6. Gorillaz in our Midst
The trouble with this kind of pop-crystal-ball-gazing is that it's difficult to gain any sense of what the proposed albums are actually going to sound like. Helpfully, in recent weeks we've been getting a drip-feed of collaborator names for 'Plastic Beach' -- the third effort from Damon Albarn's always intriguing cartoon supergroup Gorillaz -- including Lou Reed, Mos Def, the Bee Gees' Barry Gibb, soul legend Bobby Womack, the Horrors and Snoop Dogg. Let's just say, if it ends up being anyway near as insane and brilliant as the album we're imagining right now, 'Plastic Beach' is a 2010 must-buy.
7. Ciao Bella!
Bella Union established itself as one of the few genuine "seal of quality" record imprints in the late noughties. 2010 should cement the label's status as the go-to for all things rustic, North American and sepia-tinted, as woozy '70s rock revivalists Midlake look to emulate the massive sleeper success of breakthrough 'The Trials of Van Occupanther' with new disc 'The Courage of Others.' Sun-bleached duo Beach House are set to release third effort 'Teen Dream,' and Fleet Foxes will follow up their spectacular eponymous debut. Also keep an eye out for new Bella Union releases from lovely chanteuse Laura Veirs and underrated Canadian folkies the Acorn.
8. Diff'rent Strokes
Whisper it softly: it looks like the world might actually get to hear a fourth Strokes album, in 2010. For a while it was seeming as if the disc's potential existence was merely an conversational crutch to get us to read interviews promoting the various members' solo endeavours. But no, it seems Julian Casablancas' 'Phrazes for the Young' marks the end of the 'vanity project' portion of the New Yorkers' career, with a June 12 headline slot at the Isle of Wight Festival suggesting new group product to hawk. So which Strokes will turn up in 2010? The ultra-tight 'Is This It'-era new wavers who launched a skinny-trousered-boys-with-guitars dominated decade? Or the slightly shambolic rawkers of enjoyably sloppy third effort, 'First Impressions of Earth'?
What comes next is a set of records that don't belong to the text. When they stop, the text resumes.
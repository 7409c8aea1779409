//! WhatsApp Cloud API sender.
//!
//! Sends plain text replies through
//! `POST {graph_base_url}/{version}/{phone_number_id}/messages` with a bearer
//! token. One attempt per message.

use async_trait::async_trait;
use reqwest::Client;
use secrecy::{ExposeSecret, Secret};
use serde::{Deserialize, Serialize};
use std::time::Duration;

use crate::config::WhatsAppConfig;
use crate::ports::{MessageSender, MessagingError, SendReceipt};

/// Configuration for the Cloud API sender.
#[derive(Debug, Clone)]
pub struct WhatsAppCloudConfig {
    /// Graph API base URL.
    pub base_url: String,
    /// Graph API version segment (e.g., "v22.0").
    pub api_version: String,
    /// Sending phone number id.
    pub phone_number_id: String,
    access_token: Secret<String>,
    /// Request timeout.
    pub timeout: Duration,
}

impl WhatsAppCloudConfig {
    pub fn new(phone_number_id: impl Into<String>, access_token: impl Into<String>) -> Self {
        Self {
            base_url: "https://graph.facebook.com".to_string(),
            api_version: "v22.0".to_string(),
            phone_number_id: phone_number_id.into(),
            access_token: Secret::new(access_token.into()),
            timeout: Duration::from_secs(30),
        }
    }

    /// Builds the sender configuration from the loaded settings.
    pub fn from_config(config: &WhatsAppConfig) -> Result<Self, MessagingError> {
        let token = config
            .access_token
            .as_ref()
            .map(|t| t.expose_secret().clone())
            .filter(|t| !t.is_empty())
            .ok_or(MessagingError::NotConfigured("WHATSAPP_TOKEN"))?;
        let phone_number_id = config
            .phone_number_id
            .clone()
            .filter(|p| !p.is_empty())
            .ok_or(MessagingError::NotConfigured("PHONE_NUMBER_ID"))?;

        Ok(Self::new(phone_number_id, token)
            .with_base_url(config.graph_base_url.clone())
            .with_api_version(config.graph_api_version.clone()))
    }

    pub fn with_base_url(mut self, url: impl Into<String>) -> Self {
        self.base_url = url.into();
        self
    }

    pub fn with_api_version(mut self, version: impl Into<String>) -> Self {
        self.api_version = version.into();
        self
    }

    pub fn with_timeout(mut self, timeout: Duration) -> Self {
        self.timeout = timeout;
        self
    }

    fn messages_url(&self) -> String {
        format!(
            "{}/{}/{}/messages",
            self.base_url.trim_end_matches('/'),
            self.api_version,
            self.phone_number_id
        )
    }
}

/// Sender backed by the WhatsApp Cloud API.
pub struct WhatsAppCloudSender {
    config: WhatsAppCloudConfig,
    client: Client,
}

impl WhatsAppCloudSender {
    pub fn new(config: WhatsAppCloudConfig) -> Result<Self, MessagingError> {
        let client = Client::builder()
            .timeout(config.timeout)
            .build()
            .map_err(|e| MessagingError::network(format!("Failed to create HTTP client: {}", e)))?;

        Ok(Self { config, client })
    }
}

#[async_trait]
impl MessageSender for WhatsAppCloudSender {
    async fn send_text(&self, to: &str, body: &str) -> Result<SendReceipt, MessagingError> {
        let payload = OutboundTextMessage::new(to, body);

        let response = self
            .client
            .post(self.config.messages_url())
            .bearer_auth(self.config.access_token.expose_secret())
            .json(&payload)
            .send()
            .await
            .map_err(|e| MessagingError::network(e.to_string()))?;

        let status = response.status().as_u16();
        tracing::info!(status, to, "WhatsApp send response");

        if !response.status().is_success() {
            let body = response.text().await.unwrap_or_default();
            return Err(MessagingError::Rejected { status, body });
        }

        let message_id = response
            .json::<SendResponse>()
            .await
            .ok()
            .and_then(|r| r.messages.into_iter().next())
            .map(|m| m.id);

        Ok(SendReceipt { status, message_id })
    }
}

// ----- Graph API Types -----

#[derive(Debug, Serialize)]
struct OutboundTextMessage<'a> {
    messaging_product: &'static str,
    to: &'a str,
    #[serde(rename = "type")]
    kind: &'static str,
    text: OutboundText<'a>,
}

impl<'a> OutboundTextMessage<'a> {
    fn new(to: &'a str, body: &'a str) -> Self {
        Self {
            messaging_product: "whatsapp",
            to,
            kind: "text",
            text: OutboundText { body },
        }
    }
}

#[derive(Debug, Serialize)]
struct OutboundText<'a> {
    body: &'a str,
}

#[derive(Debug, Deserialize)]
struct SendResponse {
    #[serde(default)]
    messages: Vec<SentMessage>,
}

#[derive(Debug, Deserialize)]
struct SentMessage {
    id: String,
}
9. A Long-Awaited Avalanche
In 2000, a group of Australian dudes united rock, dance and hip-hop fans alike with 'Since I Left You,' a joyous, dreamy party album comprised entirely of obscure samples. Having helped reinvent electronic music for the 21st century and pave the way for the likes of Danger Mouse and Girl Talk, the Avalanches decided to take the rest of the decade off. Ten years later, the crate-digging antipodeans have returned from their extended backpacking trip, or whatever it is they've been up up to, and are supposedly "clearing samples" for a long-awaited sophomore release. Bonzer!
10. The Return of the Critical Big Hitters
If the "best of the 2009" lists had an unfamiliar look about them (total ubiquity of Animal Collective notwithstanding), it may be because so many of the usual suspects took the year off. The next end-of-year award winners are easier to predict. Indeed, a glance at the slated release calendar for 2010 suggests a few of the less imaginative hacks could save themselves a job during the Christmas rush and start compiling their top ten in early January. Spoon's 'Transference', Radiohead's eighth effort, the Arcade Fire and LCD Soundsystem's third, MGMT's sophomore set: If these don't end up topping a lot of critic's lists, we'll eat our official rock writer hats.